### Work instruction
From the records below, extract only the lines running from the line with "pub use record::Record;" to the line with "untouched by recovery.", both lines included, reproducing them exactly.

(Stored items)
● ● ● ●
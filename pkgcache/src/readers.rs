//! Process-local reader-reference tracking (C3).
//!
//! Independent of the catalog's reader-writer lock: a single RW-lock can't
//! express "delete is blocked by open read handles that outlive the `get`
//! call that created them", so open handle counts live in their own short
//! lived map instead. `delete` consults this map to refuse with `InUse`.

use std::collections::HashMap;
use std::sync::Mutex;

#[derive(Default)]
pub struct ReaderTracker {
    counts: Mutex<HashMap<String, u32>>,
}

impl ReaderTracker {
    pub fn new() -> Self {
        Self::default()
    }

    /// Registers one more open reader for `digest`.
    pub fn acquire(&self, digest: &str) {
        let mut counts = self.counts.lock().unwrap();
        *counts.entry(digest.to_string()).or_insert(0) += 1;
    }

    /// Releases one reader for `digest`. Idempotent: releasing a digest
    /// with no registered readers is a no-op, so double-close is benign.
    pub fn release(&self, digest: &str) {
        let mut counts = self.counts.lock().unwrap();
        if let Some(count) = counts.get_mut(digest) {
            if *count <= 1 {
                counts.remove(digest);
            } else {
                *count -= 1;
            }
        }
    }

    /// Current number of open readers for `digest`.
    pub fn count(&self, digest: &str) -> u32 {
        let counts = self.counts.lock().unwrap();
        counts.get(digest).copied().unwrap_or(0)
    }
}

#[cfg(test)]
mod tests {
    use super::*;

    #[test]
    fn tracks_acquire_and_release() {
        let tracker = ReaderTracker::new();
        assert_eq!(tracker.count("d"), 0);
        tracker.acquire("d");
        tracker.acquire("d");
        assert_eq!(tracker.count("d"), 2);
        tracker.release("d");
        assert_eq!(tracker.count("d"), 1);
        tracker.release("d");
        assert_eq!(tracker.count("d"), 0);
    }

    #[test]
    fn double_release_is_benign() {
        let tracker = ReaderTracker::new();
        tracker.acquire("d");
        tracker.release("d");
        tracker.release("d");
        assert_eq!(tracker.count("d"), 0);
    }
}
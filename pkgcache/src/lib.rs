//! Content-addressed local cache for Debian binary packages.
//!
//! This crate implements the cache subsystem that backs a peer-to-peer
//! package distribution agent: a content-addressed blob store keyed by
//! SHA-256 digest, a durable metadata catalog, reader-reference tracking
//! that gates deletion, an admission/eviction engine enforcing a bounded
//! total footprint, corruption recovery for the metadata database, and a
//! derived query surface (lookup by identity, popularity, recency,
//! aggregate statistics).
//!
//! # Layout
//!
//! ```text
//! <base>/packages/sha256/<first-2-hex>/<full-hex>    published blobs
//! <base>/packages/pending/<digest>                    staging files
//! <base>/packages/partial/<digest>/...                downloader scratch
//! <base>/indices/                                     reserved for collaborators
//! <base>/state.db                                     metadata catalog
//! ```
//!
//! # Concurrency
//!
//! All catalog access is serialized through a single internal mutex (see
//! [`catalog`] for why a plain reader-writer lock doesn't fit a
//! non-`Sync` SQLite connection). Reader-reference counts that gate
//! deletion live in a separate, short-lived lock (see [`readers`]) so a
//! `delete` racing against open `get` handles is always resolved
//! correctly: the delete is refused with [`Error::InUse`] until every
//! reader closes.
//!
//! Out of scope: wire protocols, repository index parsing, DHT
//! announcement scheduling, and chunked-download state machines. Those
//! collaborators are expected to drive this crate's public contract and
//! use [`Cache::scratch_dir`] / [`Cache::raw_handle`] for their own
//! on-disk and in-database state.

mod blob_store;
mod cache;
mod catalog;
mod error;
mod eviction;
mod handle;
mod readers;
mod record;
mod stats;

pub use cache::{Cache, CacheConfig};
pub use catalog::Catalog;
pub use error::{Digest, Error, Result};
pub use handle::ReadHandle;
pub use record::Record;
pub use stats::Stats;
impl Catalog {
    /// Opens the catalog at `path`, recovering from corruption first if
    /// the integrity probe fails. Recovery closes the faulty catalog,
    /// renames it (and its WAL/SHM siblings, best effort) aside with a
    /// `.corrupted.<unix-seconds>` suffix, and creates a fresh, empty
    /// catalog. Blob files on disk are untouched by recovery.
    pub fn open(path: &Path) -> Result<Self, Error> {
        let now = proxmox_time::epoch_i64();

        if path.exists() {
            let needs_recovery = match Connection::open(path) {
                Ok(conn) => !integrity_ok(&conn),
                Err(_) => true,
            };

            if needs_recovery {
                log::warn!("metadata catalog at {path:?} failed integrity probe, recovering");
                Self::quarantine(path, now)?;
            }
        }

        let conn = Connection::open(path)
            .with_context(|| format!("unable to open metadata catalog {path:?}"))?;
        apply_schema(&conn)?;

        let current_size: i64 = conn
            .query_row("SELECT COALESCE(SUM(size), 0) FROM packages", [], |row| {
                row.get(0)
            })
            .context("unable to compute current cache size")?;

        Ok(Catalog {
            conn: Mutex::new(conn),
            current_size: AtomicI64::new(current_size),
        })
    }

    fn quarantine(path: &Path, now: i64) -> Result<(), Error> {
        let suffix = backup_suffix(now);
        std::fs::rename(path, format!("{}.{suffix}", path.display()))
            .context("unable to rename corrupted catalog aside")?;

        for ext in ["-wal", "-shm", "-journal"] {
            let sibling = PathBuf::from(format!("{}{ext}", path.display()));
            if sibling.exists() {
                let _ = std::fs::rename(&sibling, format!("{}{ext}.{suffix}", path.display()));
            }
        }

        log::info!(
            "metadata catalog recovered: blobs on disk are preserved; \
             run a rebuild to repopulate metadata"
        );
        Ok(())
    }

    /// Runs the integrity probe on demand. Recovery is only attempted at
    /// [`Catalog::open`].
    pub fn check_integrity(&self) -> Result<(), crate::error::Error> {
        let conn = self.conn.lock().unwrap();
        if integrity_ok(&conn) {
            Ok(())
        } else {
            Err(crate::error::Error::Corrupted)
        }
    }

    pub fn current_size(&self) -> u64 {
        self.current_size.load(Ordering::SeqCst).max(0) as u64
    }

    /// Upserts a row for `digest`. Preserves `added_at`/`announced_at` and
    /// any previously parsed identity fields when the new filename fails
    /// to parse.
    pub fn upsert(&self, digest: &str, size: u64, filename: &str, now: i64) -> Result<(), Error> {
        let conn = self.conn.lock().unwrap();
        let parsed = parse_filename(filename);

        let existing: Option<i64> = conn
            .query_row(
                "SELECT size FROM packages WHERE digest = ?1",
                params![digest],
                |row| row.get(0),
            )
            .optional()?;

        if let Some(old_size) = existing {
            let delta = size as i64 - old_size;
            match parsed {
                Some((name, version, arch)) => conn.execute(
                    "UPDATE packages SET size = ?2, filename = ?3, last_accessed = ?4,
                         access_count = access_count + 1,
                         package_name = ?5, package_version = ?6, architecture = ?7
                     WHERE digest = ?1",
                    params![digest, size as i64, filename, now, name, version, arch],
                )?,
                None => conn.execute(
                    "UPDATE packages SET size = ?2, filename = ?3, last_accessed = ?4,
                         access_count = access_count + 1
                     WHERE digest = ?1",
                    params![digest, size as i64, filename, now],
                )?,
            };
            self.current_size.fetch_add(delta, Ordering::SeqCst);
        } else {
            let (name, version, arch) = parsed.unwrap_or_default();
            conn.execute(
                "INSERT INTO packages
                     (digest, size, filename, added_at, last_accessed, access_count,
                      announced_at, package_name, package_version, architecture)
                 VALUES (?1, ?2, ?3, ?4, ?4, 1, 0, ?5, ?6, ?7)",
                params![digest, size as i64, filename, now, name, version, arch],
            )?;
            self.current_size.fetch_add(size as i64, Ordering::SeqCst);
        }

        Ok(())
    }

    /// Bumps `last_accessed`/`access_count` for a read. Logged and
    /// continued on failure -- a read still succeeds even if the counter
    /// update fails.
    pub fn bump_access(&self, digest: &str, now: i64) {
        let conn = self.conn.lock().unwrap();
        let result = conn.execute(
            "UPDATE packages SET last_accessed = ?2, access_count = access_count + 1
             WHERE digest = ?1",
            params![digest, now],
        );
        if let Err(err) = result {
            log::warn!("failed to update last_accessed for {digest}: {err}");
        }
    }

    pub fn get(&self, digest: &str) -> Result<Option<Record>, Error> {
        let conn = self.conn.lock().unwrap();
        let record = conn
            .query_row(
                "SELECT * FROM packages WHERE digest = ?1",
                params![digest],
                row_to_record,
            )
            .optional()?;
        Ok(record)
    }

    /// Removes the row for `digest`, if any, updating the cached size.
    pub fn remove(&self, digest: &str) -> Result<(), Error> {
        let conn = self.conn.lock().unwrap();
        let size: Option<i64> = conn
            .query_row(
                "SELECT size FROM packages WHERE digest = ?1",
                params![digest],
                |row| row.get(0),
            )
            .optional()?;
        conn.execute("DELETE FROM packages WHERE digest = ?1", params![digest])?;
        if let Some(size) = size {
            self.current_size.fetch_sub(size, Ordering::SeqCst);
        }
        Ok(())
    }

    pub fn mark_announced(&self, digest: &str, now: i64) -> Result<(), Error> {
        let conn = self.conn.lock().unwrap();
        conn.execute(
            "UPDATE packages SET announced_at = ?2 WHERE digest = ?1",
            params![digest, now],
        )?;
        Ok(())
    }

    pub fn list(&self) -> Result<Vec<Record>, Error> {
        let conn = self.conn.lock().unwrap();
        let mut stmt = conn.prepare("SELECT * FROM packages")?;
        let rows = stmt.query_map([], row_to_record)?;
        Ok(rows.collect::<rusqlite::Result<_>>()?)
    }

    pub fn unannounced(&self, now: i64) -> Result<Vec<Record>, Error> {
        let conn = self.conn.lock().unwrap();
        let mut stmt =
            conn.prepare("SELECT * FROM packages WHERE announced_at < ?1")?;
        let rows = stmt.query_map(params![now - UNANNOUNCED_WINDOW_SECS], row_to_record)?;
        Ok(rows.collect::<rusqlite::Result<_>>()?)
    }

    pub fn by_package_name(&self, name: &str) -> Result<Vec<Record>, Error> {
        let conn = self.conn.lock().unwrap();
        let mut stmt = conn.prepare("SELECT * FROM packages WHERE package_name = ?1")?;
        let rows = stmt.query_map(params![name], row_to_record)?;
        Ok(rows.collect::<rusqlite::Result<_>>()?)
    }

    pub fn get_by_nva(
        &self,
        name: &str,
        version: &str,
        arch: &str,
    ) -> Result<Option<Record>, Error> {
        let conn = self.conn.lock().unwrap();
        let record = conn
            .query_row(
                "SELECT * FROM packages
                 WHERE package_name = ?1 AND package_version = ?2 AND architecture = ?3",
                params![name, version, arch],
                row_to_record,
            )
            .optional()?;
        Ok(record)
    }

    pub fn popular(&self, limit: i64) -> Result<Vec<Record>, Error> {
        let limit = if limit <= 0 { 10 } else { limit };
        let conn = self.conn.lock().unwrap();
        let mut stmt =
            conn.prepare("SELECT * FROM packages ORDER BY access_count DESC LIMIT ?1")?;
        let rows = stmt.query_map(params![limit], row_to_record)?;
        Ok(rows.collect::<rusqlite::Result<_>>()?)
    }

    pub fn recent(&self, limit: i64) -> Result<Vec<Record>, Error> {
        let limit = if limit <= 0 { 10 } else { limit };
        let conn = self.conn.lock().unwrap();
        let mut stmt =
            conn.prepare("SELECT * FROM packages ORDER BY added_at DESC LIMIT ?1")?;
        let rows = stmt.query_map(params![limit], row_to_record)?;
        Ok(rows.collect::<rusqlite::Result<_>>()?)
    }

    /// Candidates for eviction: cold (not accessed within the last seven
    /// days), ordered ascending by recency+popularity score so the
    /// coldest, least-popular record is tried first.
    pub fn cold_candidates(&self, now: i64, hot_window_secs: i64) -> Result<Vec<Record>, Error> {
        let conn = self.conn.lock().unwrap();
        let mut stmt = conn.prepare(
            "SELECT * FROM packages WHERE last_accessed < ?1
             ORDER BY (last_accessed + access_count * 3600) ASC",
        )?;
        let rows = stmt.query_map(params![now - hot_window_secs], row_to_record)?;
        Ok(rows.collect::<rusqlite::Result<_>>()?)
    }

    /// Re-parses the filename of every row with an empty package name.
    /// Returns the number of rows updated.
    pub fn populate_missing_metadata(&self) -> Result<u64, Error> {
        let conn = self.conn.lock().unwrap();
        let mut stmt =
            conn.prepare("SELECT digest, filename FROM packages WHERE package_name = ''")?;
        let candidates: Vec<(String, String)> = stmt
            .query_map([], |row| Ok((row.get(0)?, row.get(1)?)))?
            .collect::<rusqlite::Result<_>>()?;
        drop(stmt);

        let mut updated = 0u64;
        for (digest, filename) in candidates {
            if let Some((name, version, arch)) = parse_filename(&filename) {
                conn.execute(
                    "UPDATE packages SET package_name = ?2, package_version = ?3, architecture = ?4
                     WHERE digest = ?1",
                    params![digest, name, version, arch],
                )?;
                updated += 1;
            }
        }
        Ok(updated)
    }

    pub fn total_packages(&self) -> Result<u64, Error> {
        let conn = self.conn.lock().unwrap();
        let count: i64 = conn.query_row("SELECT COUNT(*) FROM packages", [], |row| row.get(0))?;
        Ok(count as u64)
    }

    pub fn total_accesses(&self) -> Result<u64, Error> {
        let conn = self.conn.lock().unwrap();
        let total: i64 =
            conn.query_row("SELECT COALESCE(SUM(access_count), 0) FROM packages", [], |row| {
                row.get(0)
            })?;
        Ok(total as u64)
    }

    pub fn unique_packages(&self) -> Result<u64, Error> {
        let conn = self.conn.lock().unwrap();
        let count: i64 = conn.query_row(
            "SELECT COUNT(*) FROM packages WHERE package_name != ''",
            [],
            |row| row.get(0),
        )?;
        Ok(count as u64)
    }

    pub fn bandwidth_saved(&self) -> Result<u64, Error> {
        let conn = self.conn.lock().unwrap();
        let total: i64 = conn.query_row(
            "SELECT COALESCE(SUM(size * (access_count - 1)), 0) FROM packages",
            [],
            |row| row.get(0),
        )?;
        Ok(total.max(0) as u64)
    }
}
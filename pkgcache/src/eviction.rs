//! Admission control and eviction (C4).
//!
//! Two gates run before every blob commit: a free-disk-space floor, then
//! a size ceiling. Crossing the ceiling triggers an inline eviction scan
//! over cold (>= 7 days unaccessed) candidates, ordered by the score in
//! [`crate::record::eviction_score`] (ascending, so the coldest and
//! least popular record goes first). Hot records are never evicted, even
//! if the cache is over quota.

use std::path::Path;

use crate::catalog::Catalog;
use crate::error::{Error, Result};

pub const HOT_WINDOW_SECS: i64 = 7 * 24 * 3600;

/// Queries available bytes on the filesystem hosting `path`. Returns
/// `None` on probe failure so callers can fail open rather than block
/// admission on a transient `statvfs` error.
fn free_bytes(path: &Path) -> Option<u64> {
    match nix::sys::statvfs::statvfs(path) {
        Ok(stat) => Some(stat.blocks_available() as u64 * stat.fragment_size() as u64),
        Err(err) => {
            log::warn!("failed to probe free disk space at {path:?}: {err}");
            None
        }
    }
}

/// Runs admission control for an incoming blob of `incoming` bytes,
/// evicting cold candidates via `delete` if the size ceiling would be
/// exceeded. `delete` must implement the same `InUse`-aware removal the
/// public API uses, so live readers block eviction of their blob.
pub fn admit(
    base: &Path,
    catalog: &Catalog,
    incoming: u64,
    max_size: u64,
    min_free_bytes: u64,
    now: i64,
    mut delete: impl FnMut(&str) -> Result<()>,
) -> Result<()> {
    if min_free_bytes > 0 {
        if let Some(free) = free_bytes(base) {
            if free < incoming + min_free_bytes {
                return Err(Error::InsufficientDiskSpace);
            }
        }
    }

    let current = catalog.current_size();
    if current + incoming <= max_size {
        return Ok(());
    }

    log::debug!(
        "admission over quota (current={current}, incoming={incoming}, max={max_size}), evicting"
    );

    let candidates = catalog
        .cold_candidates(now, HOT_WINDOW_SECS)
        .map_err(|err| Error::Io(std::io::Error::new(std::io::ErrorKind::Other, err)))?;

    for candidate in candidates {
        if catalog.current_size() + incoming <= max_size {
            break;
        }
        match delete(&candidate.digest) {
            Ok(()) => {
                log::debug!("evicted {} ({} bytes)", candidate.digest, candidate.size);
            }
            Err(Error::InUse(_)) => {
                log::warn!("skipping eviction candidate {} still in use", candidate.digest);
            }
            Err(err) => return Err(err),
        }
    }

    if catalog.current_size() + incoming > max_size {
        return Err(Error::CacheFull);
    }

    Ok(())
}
● ● ● ●
### Result of the exercise
pub use record::Record;
pub use stats::Stats;
impl Catalog {
    /// Opens the catalog at `path`, recovering from corruption first if
    /// the integrity probe fails. Recovery closes the faulty catalog,
    /// renames it (and its WAL/SHM siblings, best effort) aside with a
    /// `.corrupted.<unix-seconds>` suffix, and creates a fresh, empty
    /// catalog. Blob files on disk are untouched by recovery.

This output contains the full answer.